My final analysis of this situation is that this upcoming test is going to answer a lot more questions than just whether Brendan’s theory is correct or not.

One thing I’ve learned over the last year is that sometimes the answer you’re looking for isn’t the answer you get. The value is in the information. Every test narrows the possibilities.

This test is going to answer several lingering questions that have been sitting in the background for a long time.

The obvious question is whether the torque model itself is causing the PCM to trip a protection strategy. But there are other questions hiding behind that one.

One thing that has bothered me for a while is how difficult the car has become to fully relearn the Knock Octane Modifier (KOM). SCT calls it Octane Adjust Ratio. HP Tuners calls it Knock Octane Modifier. Either way, the concept is the same.

In the past I could consistently get the car back to -0.96 fairly quickly. Usually 8-10 minutes of loaded driving and it was there. Lately I’ve spent 30+ minutes trying to get it to fully relearn and have never been able to get it all the way back. The highest I’ve seen recently is around -0.64.

I don’t have to wonder anymore I can look. Having access inside the file is where guessing gets replaced with answers.

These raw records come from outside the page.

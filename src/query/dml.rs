//! Insert, update and delete builders.

use std::sync::Arc;

use crate::context::Context;
use crate::error::{QueryError, Result};
use crate::model::EntityDescriptor;
use crate::query::compiler::{Compiler, Statement};
use crate::query::lock::{version_increment, version_predicate};
use crate::query::metamodel::Metamodel;
use crate::query::predicate::{Operand, Predicate};
use crate::query::template::{ColumnRef, Segment, Template};
use crate::value::{BoundParam, Record, Value};

fn check_entity(descriptor: &EntityDescriptor, record: &Record) -> Result<()> {
    if record.entity != descriptor.name() {
        return Err(QueryError::InvalidArgument(format!(
            "{} record handed to a '{}' statement",
            record.entity,
            descriptor.name()
        )));
    }
    Ok(())
}

fn identity_predicate(record: &Record) -> Predicate {
    Predicate::eq(
        ColumnRef::new(Metamodel::root()).inner(),
        Operand::Entity(record.clone()),
    )
}

/// Multi-row `INSERT`.
#[derive(Clone, Debug)]
pub struct InsertBuilder {
    entity: String,
    records: Vec<Record>,
}

impl InsertBuilder {
    pub fn new(entity: impl Into<String>) -> Self {
        Self {
            entity: entity.into(),
            records: Vec::new(),
        }
    }

    pub fn record(mut self, record: Record) -> Self {
        self.records.push(record);
        self
    }

    pub fn records(mut self, records: impl IntoIterator<Item = Record>) -> Self {
        self.records.extend(records);
        self
    }

    pub fn len(&self) -> usize {
        self.records.len()
    }

    pub fn is_empty(&self) -> bool {
        self.records.is_empty()
    }

    /// Compiles one statement inserting every record.
    ///
    /// Generated identity columns are left to the database and, when
    /// `returning_keys` is set, read back through `RETURNING`. A record that
    /// already carries a generated key is a mapping error.
    pub fn to_statement(&self, ctx: &Context) -> Result<Statement> {
        if self.records.is_empty() {
            return Err(QueryError::InvalidArgument(format!(
                "insert into '{}' needs at least one record",
                self.entity
            )));
        }
        let descriptor = ctx.descriptor(&self.entity)?;
        let generated = descriptor.has_generated_identity();
        for record in &self.records {
            check_entity(&descriptor, record)?;
            if generated && !descriptor.is_new(record) {
                return Err(QueryError::mapping(
                    descriptor.name(),
                    "explicit key supplied for a database-generated identity",
                ));
            }
        }
        let columns: Vec<_> = descriptor
            .columns()
            .iter()
            .filter(|c| c.insertable && !c.generated)
            .collect();
        if columns.is_empty() {
            return Err(QueryError::mapping(
                descriptor.name(),
                "entity has no insertable column",
            ));
        }

        // Columns no record sets are left to their database defaults.
        let columns: Vec<_> = columns
            .into_iter()
            .filter(|c| {
                c.primary_key
                    || c.version
                    || self.records.iter().any(|r| r.get(&c.name).is_some())
            })
            .collect();
        let mut template = Template::new()
            .sql("INSERT INTO ")
            .table(self.entity.as_str());
        if columns.is_empty() {
            if self.records.len() > 1 {
                return Err(QueryError::InvalidArgument(format!(
                    "multi-row insert into '{}' sets no column",
                    self.entity
                )));
            }
            template = template.sql(" DEFAULT VALUES");
            return self.finish(ctx, &descriptor, template);
        }
        let names: Vec<&str> = columns.iter().map(|c| c.name.as_str()).collect();
        template = template.sql(format!(" ({}) VALUES ", names.join(", ")));
        for (row, record) in self.records.iter().enumerate() {
            template = template.sql(if row == 0 { "(" } else { ", (" });
            for (i, column) in columns.iter().enumerate() {
                if i > 0 {
                    template = template.sql(", ");
                }
                let value = match record.get(&column.name) {
                    Some(value) => value.clone(),
                    None if column.version => Value::Int(0),
                    None => Value::Null,
                };
                template = template.push(Segment::Param(BoundParam {
                    value,
                    hint: column.sql_type,
                }));
            }
            template = template.sql(")");
        }
        self.finish(ctx, &descriptor, template)
    }

    fn finish(
        &self,
        ctx: &Context,
        descriptor: &EntityDescriptor,
        mut template: Template,
    ) -> Result<Statement> {
        let generated = descriptor.has_generated_identity();
        let returning: Vec<String> = if generated && ctx.config().returning_keys {
            descriptor.identity_columns().map(|c| c.name.clone()).collect()
        } else {
            Vec::new()
        };
        if !returning.is_empty() {
            template = template.sql(format!(" RETURNING {}", returning.join(", ")));
        }
        let mut statement = Compiler::new(ctx).compile(&template)?;
        statement.returning = returning;
        Ok(statement)
    }
}

#[derive(Clone, Debug)]
enum UpdateTarget {
    Record(Record),
    Filter {
        assignments: Vec<(ColumnRef, Operand)>,
        predicate: Option<Predicate>,
        unsafe_all: bool,
    },
}

/// `UPDATE` of one record or of every row matching a filter.
#[derive(Clone, Debug)]
pub struct UpdateBuilder {
    entity: String,
    target: UpdateTarget,
    error: Option<String>,
}

impl UpdateBuilder {
    /// Bulk update over `entity`; needs [`set`](Self::set) plus a filter or
    /// [`unsafe_all`](Self::unsafe_all).
    pub fn new(entity: impl Into<String>) -> Self {
        Self {
            entity: entity.into(),
            target: UpdateTarget::Filter {
                assignments: Vec::new(),
                predicate: None,
                unsafe_all: false,
            },
            error: None,
        }
    }

    /// Writes every updatable column present in `record`, located by
    /// identity and guarded by its version when the entity has one.
    pub fn for_record(record: Record) -> Self {
        Self {
            entity: record.entity.clone(),
            target: UpdateTarget::Record(record),
            error: None,
        }
    }

    pub fn set(mut self, path: impl Into<ColumnRef>, value: impl Into<Operand>) -> Self {
        match &mut self.target {
            UpdateTarget::Filter { assignments, .. } => {
                let path: ColumnRef = path.into();
                assignments.push((path.inner(), value.into()));
            }
            UpdateTarget::Record(_) => {
                self.error.get_or_insert_with(|| "set() does not apply to a record update".into());
            }
        }
        self
    }

    /// Restricts the update. Only one unconditioned filter is allowed.
    pub fn filter(mut self, predicate: Predicate) -> Self {
        match &mut self.target {
            UpdateTarget::Filter { predicate: slot, .. } => {
                if slot.is_some() {
                    self.error
                        .get_or_insert_with(|| "multiple unconditioned filters".into());
                } else {
                    *slot = Some(predicate);
                }
            }
            UpdateTarget::Record(_) => {
                self.error
                    .get_or_insert_with(|| "filter() does not apply to a record update".into());
            }
        }
        self
    }

    /// Allows the update to touch every row.
    pub fn unsafe_all(mut self) -> Self {
        if let UpdateTarget::Filter { unsafe_all, .. } = &mut self.target {
            *unsafe_all = true;
        }
        self
    }

    pub fn to_statement(&self, ctx: &Context) -> Result<Statement> {
        if let Some(message) = &self.error {
            return Err(QueryError::template(message.clone()));
        }
        let descriptor = ctx.descriptor(&self.entity)?;
        match &self.target {
            UpdateTarget::Record(record) => record_update(ctx, &descriptor, record),
            UpdateTarget::Filter {
                assignments,
                predicate,
                unsafe_all,
            } => {
                if assignments.is_empty() {
                    return Err(QueryError::template(format!(
                        "update of '{}' assigns no column",
                        self.entity
                    )));
                }
                let mut template = Template::new()
                    .sql("UPDATE ")
                    .table(self.entity.as_str())
                    .sql(" SET ");
                for (i, (path, value)) in assignments.iter().enumerate() {
                    if i > 0 {
                        template = template.sql(", ");
                    }
                    template = template.column(path.clone()).sql(" = ");
                    template = push_operand(template, value)?;
                }
                template = where_clause(template, predicate.as_ref(), *unsafe_all, "update")?;
                Compiler::new(ctx).compile(&template)
            }
        }
    }
}

fn push_operand(template: Template, operand: &Operand) -> Result<Template> {
    match operand {
        Operand::Value(value) => Ok(template.param(value.clone())),
        Operand::Typed(param) => Ok(template.push(Segment::Param(
            param.clone(),
        ))),
        _ => Err(QueryError::template(
            "an assignment takes a single value",
        )),
    }
}

fn where_clause(
    template: Template,
    predicate: Option<&Predicate>,
    unsafe_all: bool,
    verb: &str,
) -> Result<Template> {
    match predicate {
        Some(predicate) => Ok(template.sql(" WHERE ").condition(predicate.clone())),
        None if unsafe_all => Ok(template),
        None => Err(QueryError::template(format!(
            "{verb} without a filter; call unsafe_all() to touch every row"
        ))),
    }
}

fn record_update(ctx: &Context, descriptor: &Arc<EntityDescriptor>, record: &Record) -> Result<Statement> {
    check_entity(descriptor, record)?;
    let mut template = Template::new()
        .sql("UPDATE ")
        .table(descriptor.name())
        .sql(" SET ");
    let mut assigned = 0usize;
    for column in descriptor.columns() {
        if !column.updatable || column.primary_key || column.generated || column.version {
            continue;
        }
        let Some(value) = record.get(&column.name) else {
            continue;
        };
        if assigned > 0 {
            template = template.sql(", ");
        }
        template = template.sql(format!("{} = ", column.name)).push(
            Segment::Param(BoundParam {
                value: value.clone(),
                hint: column.sql_type,
            }),
        );
        assigned += 1;
    }
    if let Some((name, next)) = version_increment(descriptor, record)? {
        if assigned > 0 {
            template = template.sql(", ");
        }
        template = template
            .sql(format!("{name} = "))
            .push(Segment::Param(next));
        assigned += 1;
    }
    if assigned == 0 {
        return Err(QueryError::InvalidArgument(format!(
            "{} record carries no updatable column",
            descriptor.name()
        )));
    }
    let version = version_predicate(descriptor, record)?;
    let mut predicate = identity_predicate(record);
    if let Some(version) = &version {
        predicate = predicate.and(version.clone());
    }
    template = template.sql(" WHERE ").condition(predicate);
    let mut statement = Compiler::new(ctx).compile(&template)?;
    statement.version_checked = version.is_some();
    statement.expects_row = true;
    Ok(statement)
}

/// `DELETE` of one record or of every row matching a filter.
#[derive(Clone, Debug)]
pub struct DeleteBuilder {
    entity: String,
    record: Option<Record>,
    predicate: Option<Predicate>,
    unsafe_all: bool,
    error: Option<String>,
}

One thing Brendan immediately noticed was that Power Enrichment was delayed until roughly 70% throttle. Power Enrichment is the point where the PCM transitions from stoich operation into a richer commanded fuel mixture under load. That richer mixture helps cool combustion, increase exhaust energy, spool the turbos harder, and gives the PCM more useful information about what the engine can tolerate. Brendan’s position is that 70% throttle is extremely late for a turbocharged application. His preference is closer to 30% throttle.

The logic actually makes sense.

If enrichment doesn’t occur until 70% throttle, then unless I’m essentially going wide open throttle the PCM isn’t spending much time in the operating range where it can aggressively learn fuel quality and knock tolerance. Looking back, that may explain why KOM has become so difficult to fully relearn. I shouldn’t need repeated WOT events to get there. Historically I never did. Moderate load and moderate throttle were enough.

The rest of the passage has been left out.